Cet article du Huffington Post Algérie fait le point sur les interprétations algériennes contradictoires de la visite à Alger du chef d’état-major des armées françaises. Pour les uns, cette visite est le signe de pressions françaises pour convaincre l’Algérie de s’engager militairement en Libye. Pour d’autres, une intervention militaire algérienne en territoire libyen est complètement à écarter.

 

« Le général d’Armée Pierre de Villiers, chef d’état-major des armées françaises, effectue une visite officielle en Algérie, du 13 au 15 septembre 2014, à l’invitation du général de corps d’armée Ahmed Gaïd Salah, vice-ministre de la Défense nationale et chef d’état-major de l’Armée nationale populaire (ANP) ».

Malgré ce communiqué officiel du ministère de la Défense, les médias algériens se demandent toujours si l’unique but de la visite du chef de l’armée française n’est pas « d’impliquer » l’Algérie dans un projet d’intervention militaire en Libye.

Les déclarations du ministre français de la défense, Yves Le Drian, au Figaro, appelant à agir en Libye et suggérant de déplacer le dispositif français actuel au Mali (Barkhane) vers la frontière libyenne ont accentué ce sentiment.
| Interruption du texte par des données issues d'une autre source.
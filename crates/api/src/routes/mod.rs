pub mod answer;
pub mod genre;
pub mod health;
pub mod question;

use axum::Router;

use crate::state::AppState;

/// Build the resource route tree.
///
/// Route hierarchy:
///
/// ```text
/// /genres                          list, create
/// /genres/{id}/questions           questions of one genre (flat)
///
/// /questions                       list (?genre_id=), create
/// /questions/{id}                  question with genre
/// /questions/{id}/answers          answers of one question (flat)
/// /questions/{id}/details          question with genre, answers and count
///
/// /answers                         list (?question_id=), create
/// /answers/{id}                    answer with question and genre
/// ```
pub fn api_routes() -> Router<AppState> {
    Router::new()
        .nest("/genres", genre::router())
        .nest("/questions", question::router())
        .nest("/answers", answer::router())
}
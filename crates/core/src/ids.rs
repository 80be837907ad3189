//! Parsing of externally supplied entity ids.
//!
//! Ids arrive as strings in paths, query strings and JSON bodies. A string
//! that is not a canonical hyphenated UUID can never match a stored row, so
//! callers treat it exactly like a well-formed id that does not resolve.

use crate::error::CoreError;
use crate::types::DbId;

/// Length of the canonical hyphenated UUID text form.
pub const CANONICAL_ID_LEN: usize = 36;

/// Parse `raw` as a canonical id, returning `None` for anything else.
///
/// Only the exact 36-character hyphenated layout is accepted. Padding and
/// the simple, braced and URN layouts that `Uuid` would otherwise parse are
/// rejected.
pub fn parse_id(raw: &str) -> Option<DbId> {
    if raw.len() != CANONICAL_ID_LEN {
        return None;
    }
    DbId::try_parse(raw).ok()
}

/// Parse `raw` or fail with a [`CoreError::NotFound`] for `entity`.
pub fn resolve_id(entity: &'static str, raw: &str) -> Result<DbId, CoreError> {
    parse_id(raw).ok_or_else(|| CoreError::not_found(entity, raw))
}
D’autant que le ministre français a assuré que cela « se fait en bonne intelligence avec les Algériens, qui sont des acteurs majeurs de cette région et dont c’est aussi l’intérêt ».
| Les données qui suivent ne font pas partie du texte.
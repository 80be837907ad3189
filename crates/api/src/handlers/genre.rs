//! Handlers for the `/genres` resource.

use axum::extract::{Path, State};
use axum::Json;
use quizbank_core::error::CoreError;
use quizbank_core::ids::resolve_id;
use quizbank_db::models::genre::{CreateGenre, Genre};
use quizbank_db::models::question::Question;
use quizbank_db::repositories::GenreRepo;

use crate::error::{AppError, AppResult};
use crate::extract::ValidatedJson;
use crate::state::AppState;

/// POST /genres
///
/// Rejects a name that is already in use. The existence check and the
/// insert are separate statements; a concurrent duplicate that slips
/// between them is caught by the unique constraint and reported the same way.
pub async fn create(
    State(state): State<AppState>,
    ValidatedJson(input): ValidatedJson<CreateGenre>,
) -> AppResult<Json<Genre>> {
    if GenreRepo::find_by_name(&state.pool, &input.genre_name)
        .await?
        .is_some()
    {
        tracing::warn!(genre_name = %input.genre_name, "Genre name already in use");
        return Err(duplicate_name(&input.genre_name));
    }

    let genre = GenreRepo::create(&state.pool, &input)
        .await
        .map_err(|err| insert_error(err, &input.genre_name))?;

    tracing::info!(genre_id = %genre.id, genre_name = %genre.genre_name, "Genre created");
    Ok(Json(genre))
}

/// GET /genres
pub async fn list(State(state): State<AppState>) -> AppResult<Json<Vec<Genre>>> {
    let genres = GenreRepo::list(&state.pool).await?;
    Ok(Json(genres))
}

/// GET /genres/{id}/questions
pub async fn list_questions(
    State(state): State<AppState>,
    Path(id): Path<String>,
) -> AppResult<Json<Vec<Question>>> {
    let genre_id = resolve_id("Genre", &id)?;
    let genre = GenreRepo::find_with_questions(&state.pool, genre_id)
        .await?
        .ok_or_else(|| AppError::not_found("Genre", &id))?;
    Ok(Json(genre.questions))
}

/// Map a failed genre insert. A unique violation means a concurrent request
/// took the name after our existence check.
fn insert_error(err: sqlx::Error, genre_name: &str) -> AppError {
    if quizbank_db::unique_violation(&err).is_some() {
        tracing::warn!(%genre_name, "Lost genre name race");
        duplicate_name(genre_name)
    } else {
        AppError::Database(err)
    }
}

fn duplicate_name(name: &str) -> AppError {
    AppError::Core(CoreError::Conflict(format!(
        "Genre name '{name}' already exists"
    )))
}
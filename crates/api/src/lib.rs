//! Quizbank API server library.
//!
//! Exposes the building blocks (config, state, error handling, extractors,
//! handlers, routes) so integration tests and the binary entrypoint can
//! both access them.

pub mod config;
pub mod error;
pub mod extract;
pub mod handlers;
pub mod query;
pub mod router;
pub mod routes;
pub mod state;
//! Route definitions for the `/genres` resource.

use axum::routing::get;
use axum::Router;

use crate::handlers::genre;
use crate::state::AppState;

/// Routes mounted at `/genres`.
///
/// ```text
/// GET    /                    -> list
/// POST   /                    -> create
/// GET    /{id}/questions      -> list_questions
/// ```
pub fn router() -> Router<AppState> {
    Router::new()
        .route("/", get(genre::list).post(genre::create))
        .route("/{id}/questions", get(genre::list_questions))
}
//! Genre entity model and DTOs.

use quizbank_core::types::{DbId, Timestamp};
use quizbank_core::validation::reject_nul;
use serde::{Deserialize, Serialize};
use sqlx::FromRow;
use validator::Validate;

use crate::models::question::Question;

/// A genre row from the `genres` table.
#[derive(Debug, Clone, PartialEq, FromRow, Serialize)]
pub struct Genre {
    pub id: DbId,
    pub genre_name: String,
    pub created_at: Timestamp,
    pub updated_at: Timestamp,
}

/// DTO for creating a new genre.
#[derive(Debug, Clone, Deserialize, Validate)]
pub struct CreateGenre {
    #[validate(
        length(min = 1, max = 255, message = "must be between 1 and 255 characters"),
        custom(function = "reject_nul")
    )]
    pub genre_name: String,
}

/// A genre together with its flat child questions.
#[derive(Debug, Clone, Serialize)]
pub struct GenreWithQuestions {
    #[serde(flatten)]
    pub genre: Genre,
    pub questions: Vec<Question>,
}
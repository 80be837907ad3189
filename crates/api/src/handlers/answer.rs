//! Handlers for the `/answers` resource.

use axum::extract::{Path, Query, State};
use axum::Json;
use quizbank_core::ids::resolve_id;
use quizbank_db::models::answer::{Answer, AnswerWithQuestion, CreateAnswer};
use quizbank_db::repositories::{AnswerRepo, QuestionRepo};

use crate::error::{AppError, AppResult};
use crate::extract::ValidatedJson;
use crate::query::{AnswerListParams, IdFilter};
use crate::state::AppState;

/// POST /answers
pub async fn create(
    State(state): State<AppState>,
    ValidatedJson(input): ValidatedJson<CreateAnswer>,
) -> AppResult<Json<Answer>> {
    let question_id = resolve_id("Question", &input.question_id)?;
    if QuestionRepo::find_by_id(&state.pool, question_id)
        .await?
        .is_none()
    {
        tracing::warn!(question_id = %input.question_id, "Answer references missing question");
        return Err(AppError::not_found("Question", &input.question_id));
    }

    let answer = AnswerRepo::create(&state.pool, question_id, &input.answer).await?;
    tracing::info!(answer_id = %answer.id, %question_id, "Answer created");
    Ok(Json(answer))
}

/// GET /answers?question_id=
pub async fn list(
    State(state): State<AppState>,
    Query(params): Query<AnswerListParams>,
) -> AppResult<Json<Vec<AnswerWithQuestion>>> {
    let answers = match IdFilter::from_param(params.question_id) {
        IdFilter::Any => AnswerRepo::list_with_question(&state.pool, None).await?,
        IdFilter::Only(id) => AnswerRepo::list_with_question(&state.pool, Some(id)).await?,
        IdFilter::Nothing => Vec::new(),
    };
    Ok(Json(answers))
}

/// GET /answers/{id}
pub async fn get_by_id(
    State(state): State<AppState>,
    Path(id): Path<String>,
) -> AppResult<Json<AnswerWithQuestion>> {
    let answer_id = resolve_id("Answer", &id)?;
    let answer = AnswerRepo::find_with_question(&state.pool, answer_id)
        .await?
        .ok_or_else(|| AppError::not_found("Answer", &id))?;
    Ok(Json(answer))
}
Le chef de la diplomatie algérienne, Ramtane Lamamra, a dû réaffirmer qu’aucune « intervention militaire n’est prévue en Libye pour l’heure » mais qu’ »il est question actuellement de réunir les Libyens, à travers un dialogue national, une réconciliation nationale et la consolidation des institutions démocratiques ».

 

Une visite de routine ?

 

Ramtane Lamamra a assuré qu’Yves Le Drian n’avait pas parlé d’une intervention militaire en coordination avec l’Algérie affirmant ne pas croire que de tels propos aient pu été tenus par le responsable français et invitant à « se référer à la déclaration intégrale du ministre ». Il a également souligné que la visite « ordinaire » du chef d’état-major français était prévue depuis longtemps et n’avait « aucun lien avec les développements survenus dans la région ».

Pourtant, note El Khabar, le général Pierre de Villiers est accompagné de 4 généraux, de deux colonels du commandement militaire et des personnalités civiles, ce qui « confirme qu’il ne s’agit pas d’une rencontre de routine ».
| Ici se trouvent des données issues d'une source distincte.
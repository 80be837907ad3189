use std::sync::Arc;

use crate::config::ServerConfig;

/// Shared application state available to all Axum handlers via `State<AppState>`.
///
/// This is cheaply cloneable (inner data is behind `Arc` or is already `Clone`).
/// Handlers keep no state of their own between requests.
#[derive(Clone)]
pub struct AppState {
    /// Database connection pool. Each repository call checks a connection
    /// out for the duration of its query and returns it on every exit path.
    pub pool: quizbank_db::DbPool,
    /// Server configuration.
    pub config: Arc<ServerConfig>,
}
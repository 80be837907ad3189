//! Persistence layer: connection pool, migrations, models and repositories.

use sqlx::postgres::PgPoolOptions;

pub mod models;
pub mod repositories;

pub type DbPool = sqlx::PgPool;

/// PostgreSQL SQLSTATE for `unique_violation`.
const UNIQUE_VIOLATION: &str = "23505";

/// PostgreSQL SQLSTATE for `foreign_key_violation`.
const FOREIGN_KEY_VIOLATION: &str = "23503";

/// Create a connection pool from a database URL.
pub async fn create_pool(database_url: &str, max_connections: u32) -> Result<DbPool, sqlx::Error> {
    PgPoolOptions::new()
        .max_connections(max_connections)
        .connect(database_url)
        .await
}

/// Round-trip a trivial query to confirm the database is reachable.
pub async fn health_check(pool: &DbPool) -> Result<(), sqlx::Error> {
    sqlx::query("SELECT 1").execute(pool).await?;
    Ok(())
}

/// Apply all pending migrations embedded from `crates/db/migrations`.
pub async fn run_migrations(pool: &DbPool) -> Result<(), sqlx::migrate::MigrateError> {
    sqlx::migrate!("./migrations").run(pool).await
}

/// Returns the violated constraint name if `err` is a unique violation.
pub fn unique_violation(err: &sqlx::Error) -> Option<&str> {
    match err {
        sqlx::Error::Database(db_err) if db_err.code().as_deref() == Some(UNIQUE_VIOLATION) => {
            Some(db_err.constraint().unwrap_or("unknown"))
        }
        _ => None,
    }
}

/// Returns `true` if `err` is a foreign-key violation.
pub fn is_foreign_key_violation(err: &sqlx::Error) -> bool {
    matches!(
        err,
        sqlx::Error::Database(db_err) if db_err.code().as_deref() == Some(FOREIGN_KEY_VIOLATION)
    )
}
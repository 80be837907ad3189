//! Answer entity model, DTOs and nested read views.

use quizbank_core::types::{DbId, Timestamp};
use quizbank_core::validation::reject_nul;
use serde::{Deserialize, Serialize};
use sqlx::FromRow;
use validator::Validate;

use crate::models::genre::Genre;
use crate::models::question::{Question, QuestionWithGenre};

/// An answer row from the `answers` table.
#[derive(Debug, Clone, PartialEq, FromRow, Serialize)]
pub struct Answer {
    pub id: DbId,
    pub question_id: DbId,
    pub answer: String,
    pub created_at: Timestamp,
    pub updated_at: Timestamp,
}

/// DTO for creating a new answer. `question_id` is kept as a string for the
/// same reason as `CreateQuestion::genre_id`.
#[derive(Debug, Clone, Deserialize, Validate)]
pub struct CreateAnswer {
    #[validate(length(min = 1, message = "is required"), custom(function = "reject_nul"))]
    pub question_id: String,
    #[validate(length(min = 1, message = "must not be empty"), custom(function = "reject_nul"))]
    pub answer: String,
}

/// An answer with its parent question, which in turn carries its genre.
#[derive(Debug, Clone, Serialize)]
pub struct AnswerWithQuestion {
    #[serde(flatten)]
    pub answer: Answer,
    pub question: QuestionWithGenre,
}

/// Row shape of `answers JOIN questions JOIN genres`.
/// Question columns carry a `q_` prefix, genre columns a `g_` prefix.
#[derive(Debug, FromRow)]
pub(crate) struct AnswerQuestionGenreRow {
    pub id: DbId,
    pub question_id: DbId,
    pub answer: String,
    pub created_at: Timestamp,
    pub updated_at: Timestamp,
    pub q_genre_id: DbId,
    pub q_question: String,
    pub q_created_at: Timestamp,
    pub q_updated_at: Timestamp,
    pub g_genre_name: String,
    pub g_created_at: Timestamp,
    pub g_updated_at: Timestamp,
}

impl From<AnswerQuestionGenreRow> for AnswerWithQuestion {
    fn from(row: AnswerQuestionGenreRow) -> Self {
        let genre = Genre {
            id: row.q_genre_id,
            genre_name: row.g_genre_name,
            created_at: row.g_created_at,
            updated_at: row.g_updated_at,
        };
        let question = Question {
            id: row.question_id,
            genre_id: row.q_genre_id,
            question: row.q_question,
            created_at: row.q_created_at,
            updated_at: row.q_updated_at,
        };
        Self {
            answer: Answer {
                id: row.id,
                question_id: row.question_id,
                answer: row.answer,
                created_at: row.created_at,
                updated_at: row.updated_at,
            },
            question: QuestionWithGenre { question, genre },
        }
    }
}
Au contraire, estime le journal, cette visite laisse croire qu’il y a un « accord de principe » entre les directions politiques des deux pays et que les militaires seront en charge du « volet technique ».

Le même journal affirme que le président Bouteflika a convoqué vendredi, les membres du Haut-Conseil de sécurité pour une réunion extraordinaire au sujet de la « guerre attendue en Libye » et de la « guerre mondiale » contre Daech.

Selon le journal, qui cite une « source » non identifiée, « un haut-responsable algérien a transmis aux dirigeants un message court du président: l’Algérie ne peut justifier devant son peuple le fait d’accorder des facilités militaires à une campagne militaire aérienne en Libye ».

 

La France cherche-t-elle un sous-traitant en Libye

 

El Khabar donne la parole au politologue, Hasni Abidi, qui estime que l’Algérie a la capacité d’agir « politiquement » en Libye et qu’elle ne doit pas être le « sous-traitant » de la France qui « cherche à trouver qui fera la guerre à sa place ».

Hasni Abidi note au sujet des raids aériens contre Tripoli imputés aux Emiratis qu’il y a des doutes sur la « capacité des aviateurs émiratis à mener ce genre d’opération ». Mais il relève qu’il « existe une base militaire française aux Emirats. En liant ces éléments, il apparaît que l’opération était destinée à tâter le pouls de la région au sujet d’une action militaire en Libye vendue sous une apparence arabe ».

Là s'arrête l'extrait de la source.